__What the exercise asks__:
Read the data line by line and say how many lines contain the string "derive", giving the number alone.

__Data listing__:
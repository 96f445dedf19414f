//! Upstream forwarding to the Telegram Bot API.
//!
//! # Data Flow
//! ```text
//! validated text
//!     → build sendMessage payload (chat_id, text, no link preview)
//!     → single POST to <api_base>/bot<token>/sendMessage, bounded timeout
//!     → ForwardResult { ok, status, body } mirrored to the caller
//! ```
//!
//! # Design Decisions
//! - At-most-once: no retry on any failure, delivery is best-effort
//! - Misconfiguration is detected lazily here, not at startup
//! - The upstream JSON body is passed through verbatim, success or not

use std::time::Duration;

use serde::Serialize;
use serde_json::Value;
use thiserror::Error;

use crate::config::TelegramConfig;

/// Errors that prevent or abort a forward attempt.
#[derive(Debug, Error)]
pub enum ForwardError {
    #[error("missing configuration: {0:?}")]
    NotConfigured(Vec<&'static str>),

    /// Network error, timeout, or an unreadable upstream body.
    #[error("{0}")]
    Transport(#[from] reqwest::Error),
}

/// Outcome of a completed upstream call.
#[derive(Debug)]
pub struct ForwardResult {
    /// Whether the upstream responded 2xx.
    pub ok: bool,
    /// Upstream status code.
    pub status: u16,
    /// Upstream JSON body, verbatim.
    pub body: Value,
}

/// The sendMessage request body.
#[derive(Debug, Serialize)]
struct SendMessagePayload<'a> {
    chat_id: &'a str,
    text: &'a str,
    disable_web_page_preview: bool,
}

/// Client for the upstream messaging API.
pub struct Forwarder {
    client: reqwest::Client,
    telegram: TelegramConfig,
    timeout: Duration,
}

impl Forwarder {
    pub fn new(telegram: TelegramConfig, upstream_timeout: Duration) -> Self {
        Self {
            client: reqwest::Client::new(),
            telegram,
            timeout: upstream_timeout,
        }
    }

    /// Relay validated text upstream.
    ///
    /// Exactly one POST is issued per call; a second call with the same text
    /// sends a second message.
    pub async fn forward(&self, text: &str) -> Result<ForwardResult, ForwardError> {
        let missing = self.telegram.missing_vars();
        if !missing.is_empty() {
            return Err(ForwardError::NotConfigured(missing));
        }

        let url = format!(
            "{}/bot{}/sendMessage",
            self.telegram.api_base.trim_end_matches('/'),
            self.telegram.bot_token
        );
        let payload = SendMessagePayload {
            chat_id: &self.telegram.chat_id,
            text,
            disable_web_page_preview: true,
        };

        let response = self
            .client
            .post(&url)
            .timeout(self.timeout)
            .json(&payload)
            .send()
            .await?;

        let status = response.status();
        let body: Value = response.json().await?;

        tracing::debug!(
            status = status.as_u16(),
            ok = status.is_success(),
            "Upstream response"
        );

        Ok(ForwardResult {
            ok: status.is_success(),
            status: status.as_u16(),
            body,
        })
    }
}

__Response to the exercise__:
3